#### [Supplied data]
+--

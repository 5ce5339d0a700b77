//! SQLite-backed `GraphStore`.
//!
//! One connection behind a mutex. Vector ordering is computed in process
//! over the user's embedded rows; everything else is pushed down to SQL.

use std::path::Path;
use std::sync::{Mutex, MutexGuard};

use chrono::{DateTime, Utc};
use rusqlite::Connection;

use crate::cancel::CancelToken;
use crate::edge::{EdgeType, KnowledgeEdge};
use crate::memory::{Memory, MemoryNodeAssociation, MemoryType};
use crate::node::{KnowledgeNode, NodeType};
use crate::processing::embeddings::cosine_distance;
use crate::storage::associations::AssociationStorage;
use crate::storage::edges::EdgeStorage;
use crate::storage::graph_store::{AssociatedMemory, GraphStore};
use crate::storage::memories::MemoryStorage;
use crate::storage::nodes::NodeStorage;
use crate::storage::{database, migrations};
use crate::{RecallError, RecallResult};

pub struct SqliteGraphStore {
    conn: Mutex<Connection>,
}

impl SqliteGraphStore {
    /// Open (creating if needed) and migrate the database at `path`.
    pub fn open(path: &Path) -> RecallResult<Self> {
        let conn = database::open_connection(path)?;
        migrations::migrate_recall_db(&conn)?;
        tracing::info!(path = %path.display(), "Graph store opened");
        Ok(Self::from_connection(conn))
    }

    /// Fresh migrated in-memory store.
    pub fn open_in_memory() -> RecallResult<Self> {
        let conn = database::open_in_memory()?;
        migrations::migrate_recall_db(&conn)?;
        Ok(Self::from_connection(conn))
    }

    /// Wrap an already migrated connection.
    pub fn from_connection(conn: Connection) -> Self {
        Self { conn: Mutex::new(conn) }
    }

    /// Direct access for writers (importer, tests).
    pub fn lock(&self) -> RecallResult<MutexGuard<'_, Connection>> {
        self.conn
            .lock()
            .map_err(|e| RecallError::Storage(format!("Connection lock poisoned: {}", e)))
    }

    fn with_conn<T>(
        &self,
        cancel: &CancelToken,
        f: impl FnOnce(&Connection) -> RecallResult<T>,
    ) -> RecallResult<T> {
        cancel.check()?;
        let conn = self.lock()?;
        f(&conn)
    }
}

/// Pair each item with its cosine distance to `query`, ascending, ties by id.
/// Items whose embedding has a different dimension are dropped.
fn rank_by_distance<T>(
    items: Vec<T>,
    query: &[f32],
    embedding: impl Fn(&T) -> Option<&[f32]>,
    id: impl Fn(&T) -> &str,
) -> Vec<(T, f64)> {
    let mut ranked: Vec<(T, f64)> = items
        .into_iter()
        .filter_map(|item| {
            let d = match embedding(&item) {
                Some(e) if e.len() == query.len() => cosine_distance(query, e),
                Some(e) => {
                    tracing::debug!(id = id(&item), dim = e.len(), expected = query.len(), "Embedding dimension mismatch, skipping");
                    return None;
                }
                None => return None,
            };
            Some((item, d))
        })
        .collect();
    ranked.sort_by(|a, b| {
        a.1.partial_cmp(&b.1)
            .unwrap_or(std::cmp::Ordering::Equal)
            .then_with(|| id(&a.0).cmp(id(&b.0)))
    });
    ranked
}

impl GraphStore for SqliteGraphStore {
    fn nodes_by_distance(
        &self,
        user_id: &str,
        query: &[f32],
        node_types: Option<&[NodeType]>,
        cancel: &CancelToken,
    ) -> RecallResult<Vec<(KnowledgeNode, f64)>> {
        let nodes = self.with_conn(cancel, |c| NodeStorage::list_with_embedding(c, user_id, node_types))?;
        Ok(rank_by_distance(
            nodes,
            query,
            |n| n.embedding.as_deref(),
            |n| n.id.as_str(),
        ))
    }

    fn nodes_by_name(
        &self,
        user_id: &str,
        pattern: &str,
        node_types: Option<&[NodeType]>,
        cancel: &CancelToken,
    ) -> RecallResult<Vec<KnowledgeNode>> {
        self.with_conn(cancel, |c| NodeStorage::list_by_name(c, user_id, pattern, node_types))
    }

    fn nodes_by_ids(&self, ids: &[String], cancel: &CancelToken) -> RecallResult<Vec<KnowledgeNode>> {
        self.with_conn(cancel, |c| NodeStorage::list_by_ids(c, ids))
    }

    fn record_node_access(&self, node_id: &str, cancel: &CancelToken) -> RecallResult<()> {
        let found = self.with_conn(cancel, |c| NodeStorage::record_access(c, node_id))?;
        if !found {
            tracing::warn!(node_id = %node_id, "Access recorded for missing node");
        }
        Ok(())
    }

    fn edges_from(
        &self,
        source_ids: &[String],
        edge_types: Option<&[EdgeType]>,
        cancel: &CancelToken,
    ) -> RecallResult<Vec<KnowledgeEdge>> {
        self.with_conn(cancel, |c| EdgeStorage::list_from(c, source_ids, edge_types))
    }

    fn associations_for_nodes(
        &self,
        node_ids: &[String],
        cancel: &CancelToken,
    ) -> RecallResult<Vec<MemoryNodeAssociation>> {
        self.with_conn(cancel, |c| AssociationStorage::list_for_nodes(c, node_ids))
    }

    fn associations_for_memory(
        &self,
        memory_id: &str,
        cancel: &CancelToken,
    ) -> RecallResult<Vec<MemoryNodeAssociation>> {
        self.with_conn(cancel, |c| AssociationStorage::list_for_memory(c, memory_id))
    }

    fn memories_for_nodes(
        &self,
        user_id: &str,
        node_ids: &[String],
        memory_type: Option<MemoryType>,
        cancel: &CancelToken,
    ) -> RecallResult<Vec<AssociatedMemory>> {
        self.with_conn(cancel, |c| {
            AssociationStorage::memories_for_nodes(c, user_id, node_ids, memory_type)
        })
    }

    fn memories_by_distance(
        &self,
        user_id: &str,
        query: &[f32],
        memory_type: Option<MemoryType>,
        candidates: Option<&[String]>,
        limit: usize,
        cancel: &CancelToken,
    ) -> RecallResult<Vec<(Memory, f64)>> {
        let memories = self.with_conn(cancel, |c| {
            MemoryStorage::list_with_embedding(c, user_id, memory_type, candidates)
        })?;
        let mut ranked = rank_by_distance(
            memories,
            query,
            |m| m.embedding.as_deref(),
            |m| m.id.as_str(),
        );
        ranked.truncate(limit);
        Ok(ranked)
    }

    fn memories_full_text(
        &self,
        user_id: &str,
        fts_query: &str,
        memory_type: Option<MemoryType>,
        limit: usize,
        cancel: &CancelToken,
    ) -> RecallResult<Vec<(Memory, f64)>> {
        self.with_conn(cancel, |c| {
            MemoryStorage::search_full_text(c, user_id, fts_query, memory_type, Some(limit))
        })
    }

    fn memories_in_window(
        &self,
        user_id: &str,
        start: &DateTime<Utc>,
        end: &DateTime<Utc>,
        memory_type: Option<MemoryType>,
        limit: usize,
        cancel: &CancelToken,
    ) -> RecallResult<Vec<Memory>> {
        self.with_conn(cancel, |c| {
            MemoryStorage::list_in_window(c, user_id, start, end, memory_type, Some(limit))
        })
    }

    fn memories_with_categories(
        &self,
        user_id: &str,
        categories: &[String],
        memory_type: Option<MemoryType>,
        cancel: &CancelToken,
    ) -> RecallResult<Vec<Memory>> {
        self.with_conn(cancel, |c| {
            MemoryStorage::list_with_any_category(c, user_id, categories, memory_type)
        })
    }

    fn memory_by_id(
        &self,
        user_id: &str,
        memory_id: &str,
        cancel: &CancelToken,
    ) -> RecallResult<Option<Memory>> {
        self.with_conn(cancel, |c| MemoryStorage::get(c, user_id, memory_id))
    }
}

+--

Repeat the material exactly, please, so that each line matches its source.

#### [Result]
repository 5ce5339d0a700b77
//! SQLite-backed `GraphStore`.
//!
//! One connection behind a mutex. Vector ordering is computed in process
//! over the user's embedded rows; everything else is pushed down to SQL.

use std::path::Path;
use std::sync::{Mutex, MutexGuard};

use chrono::{DateTime, Utc};
use rusqlite::Connection;

use crate::cancel::CancelToken;
use crate::edge::{EdgeType, KnowledgeEdge};
use crate::memory::{Memory, MemoryNodeAssociation, MemoryType};
use crate::node::{KnowledgeNode, NodeType};
use crate::processing::embeddings::cosine_distance;
use crate::storage::associations::AssociationStorage;
use crate::storage::edges::EdgeStorage;
use crate::storage::graph_store::{AssociatedMemory, GraphStore};
use crate::storage::memories::MemoryStorage;
use crate::storage::nodes::NodeStorage;
use crate::storage::{database, migrations};
use crate::{RecallError, RecallResult};

pub struct SqliteGraphStore {
    conn: Mutex<Connection>,
}

impl SqliteGraphStore {
    /// Open (creating if needed) and migrate the database at `path`.
    pub fn open(path: &Path) -> RecallResult<Self> {
        let conn = database::open_connection(path)?;
        migrations::migrate_recall_db(&conn)?;
        tracing::info!(path = %path.display(), "Graph store opened");
        Ok(Self::from_connection(conn))
    }

    /// Fresh migrated in-memory store.
    pub fn open_in_memory() -> RecallResult<Self> {
        let conn = database::open_in_memory()?;
        migrations::migrate_recall_db(&conn)?;
        Ok(Self::from_connection(conn))
    }

    /// Wrap an already migrated connection.
    pub fn from_connection(conn: Connection) -> Self {
        Self { conn: Mutex::new(conn) }
    }

    /// Direct access for writers (importer, tests).
    pub fn lock(&self) -> RecallResult<MutexGuard<'_, Connection>> {
        self.conn
            .lock()
            .map_err(|e| RecallError::Storage(format!("Connection lock poisoned: {}", e)))
    }

    fn with_conn<T>(
        &self,
        cancel: &CancelToken,
        f: impl FnOnce(&Connection) -> RecallResult<T>,
    ) -> RecallResult<T> {
        cancel.check()?;
        let conn = self.lock()?;
        f(&conn)
    }
}

/// Pair each item with its cosine distance to `query`, ascending, ties by id.
/// Items whose embedding has a different dimension are dropped.
fn rank_by_distance<T>(
    items: Vec<T>,
    query: &[f32],
    embedding: impl Fn(&T) -> Option<&[f32]>,
    id: impl Fn(&T) -> &str,
) -> Vec<(T, f64)> {
    let mut ranked: Vec<(T, f64)> = items
        .into_iter()
        .filter_map(|item| {
            let d = match embedding(&item) {
                Some(e) if e.len() == query.len() => cosine_distance(query, e),
                Some(e) => {
                    tracing::debug!(id = id(&item), dim = e.len(), expected = query.len(), "Embedding dimension mismatch, skipping");
                    return None;
                }
                None => return None,
            };
            Some((item, d))
        })
        .collect();
    ranked.sort_by(|a, b| {
        a.1.partial_cmp(&b.1)
            .unwrap_or(std::cmp::Ordering::Equal)
            .then_with(|| id(&a.0).cmp(id(&b.0)))
    });
    ranked
}

impl GraphStore for SqliteGraphStore {
    fn nodes_by_distance(
        &self,
        user_id: &str,
        query: &[f32],
        node_types: Option<&[NodeType]>,
        cancel: &CancelToken,
    ) -> RecallResult<Vec<(KnowledgeNode, f64)>> {
        let nodes = self.with_conn(cancel, |c| NodeStorage::list_with_embedding(c, user_id, node_types))?;
        Ok(rank_by_distance(
            nodes,
            query,
            |n| n.embedding.as_deref(),
            |n| n.id.as_str(),
        ))
    }

    fn nodes_by_name(
        &self,
        user_id: &str,
        pattern: &str,
        node_types: Option<&[NodeType]>,
        cancel: &CancelToken,
    ) -> RecallResult<Vec<KnowledgeNode>> {
        self.with_conn(cancel, |c| NodeStorage::list_by_name(c, user_id, pattern, node_types))
    }

    fn nodes_by_ids(&self, ids: &[String], cancel: &CancelToken) -> RecallResult<Vec<KnowledgeNode>> {
        self.with_conn(cancel, |c| NodeStorage::list_by_ids(c, ids))
    }

    fn record_node_access(&self, node_id: &str, cancel: &CancelToken) -> RecallResult<()> {
        let found = self.with_conn(cancel, |c| NodeStorage::record_access(c, node_id))?;
        if !found {
            tracing::warn!(node_id = %node_id, "Access recorded for missing node");
        }
        Ok(())
    }

    fn edges_from(
        &self,
        source_ids: &[String],
        edge_types: Option<&[EdgeType]>,
        cancel: &CancelToken,
    ) -> RecallResult<Vec<KnowledgeEdge>> {
        self.with_conn(cancel, |c| EdgeStorage::list_from(c, source_ids, edge_types))
    }

    fn associations_for_nodes(
        &self,
        node_ids: &[String],
        cancel: &CancelToken,
    ) -> RecallResult<Vec<MemoryNodeAssociation>> {
        self.with_conn(cancel, |c| AssociationStorage::list_for_nodes(c, node_ids))
    }

    fn associations_for_memory(
        &self,
        memory_id: &str,
        cancel: &CancelToken,
    ) -> RecallResult<Vec<MemoryNodeAssociation>> {
        self.with_conn(cancel, |c| AssociationStorage::list_for_memory(c, memory_id))
    }

    fn memories_for_nodes(
        &self,
        user_id: &str,
        node_ids: &[String],
        memory_type: Option<MemoryType>,
        cancel: &CancelToken,
    ) -> RecallResult<Vec<AssociatedMemory>> {
        self.with_conn(cancel, |c| {
            AssociationStorage::memories_for_nodes(c, user_id, node_ids, memory_type)
        })
    }

    fn memories_by_distance(
        &self,
        user_id: &str,
        query: &[f32],
        memory_type: Option<MemoryType>,
        candidates: Option<&[String]>,
        limit: usize,
        cancel: &CancelToken,
    ) -> RecallResult<Vec<(Memory, f64)>> {
        let memories = self.with_conn(cancel, |c| {
            MemoryStorage::list_with_embedding(c, user_id, memory_type, candidates)
        })?;
        let mut ranked = rank_by_distance(
            memories,
            query,
            |m| m.embedding.as_deref(),
            |m| m.id.as_str(),
        );
        ranked.truncate(limit);
        Ok(ranked)
    }

    fn memories_full_text(
        &self,
        user_id: &str,
        fts_query: &str,
        memory_type: Option<MemoryType>,
        limit: usize,
        cancel: &CancelToken,
    ) -> RecallResult<Vec<(Memory, f64)>> {
        self.with_conn(cancel, |c| {
            MemoryStorage::search_full_text(c, user_id, fts_query, memory_type, Some(limit))
        })
    }

    fn memories_in_window(
        &self,
        user_id: &str,
        start: &DateTime<Utc>,
        end: &DateTime<Utc>,
        memory_type: Option<MemoryType>,
        limit: usize,
        cancel: &CancelToken,
    ) -> RecallResult<Vec<Memory>> {
        self.with_conn(cancel, |c| {
            MemoryStorage::list_in_window(c, user_id, start, end, memory_type, Some(limit))
        })
    }

    fn memories_with_categories(
        &self,
        user_id: &str,
        categories: &[String],
        memory_type: Option<MemoryType>,
        cancel: &CancelToken,
    ) -> RecallResult<Vec<Memory>> {
        self.with_conn(cancel, |c| {
            MemoryStorage::list_with_any_category(c, user_id, categories, memory_type)
        })
    }

    fn memory_by_id(
        &self,
        user_id: &str,
        memory_id: &str,
        cancel: &CancelToken,
    ) -> RecallResult<Option<Memory>> {
        self.with_conn(cancel, |c| MemoryStorage::get(c, user_id, memory_id))
    }
}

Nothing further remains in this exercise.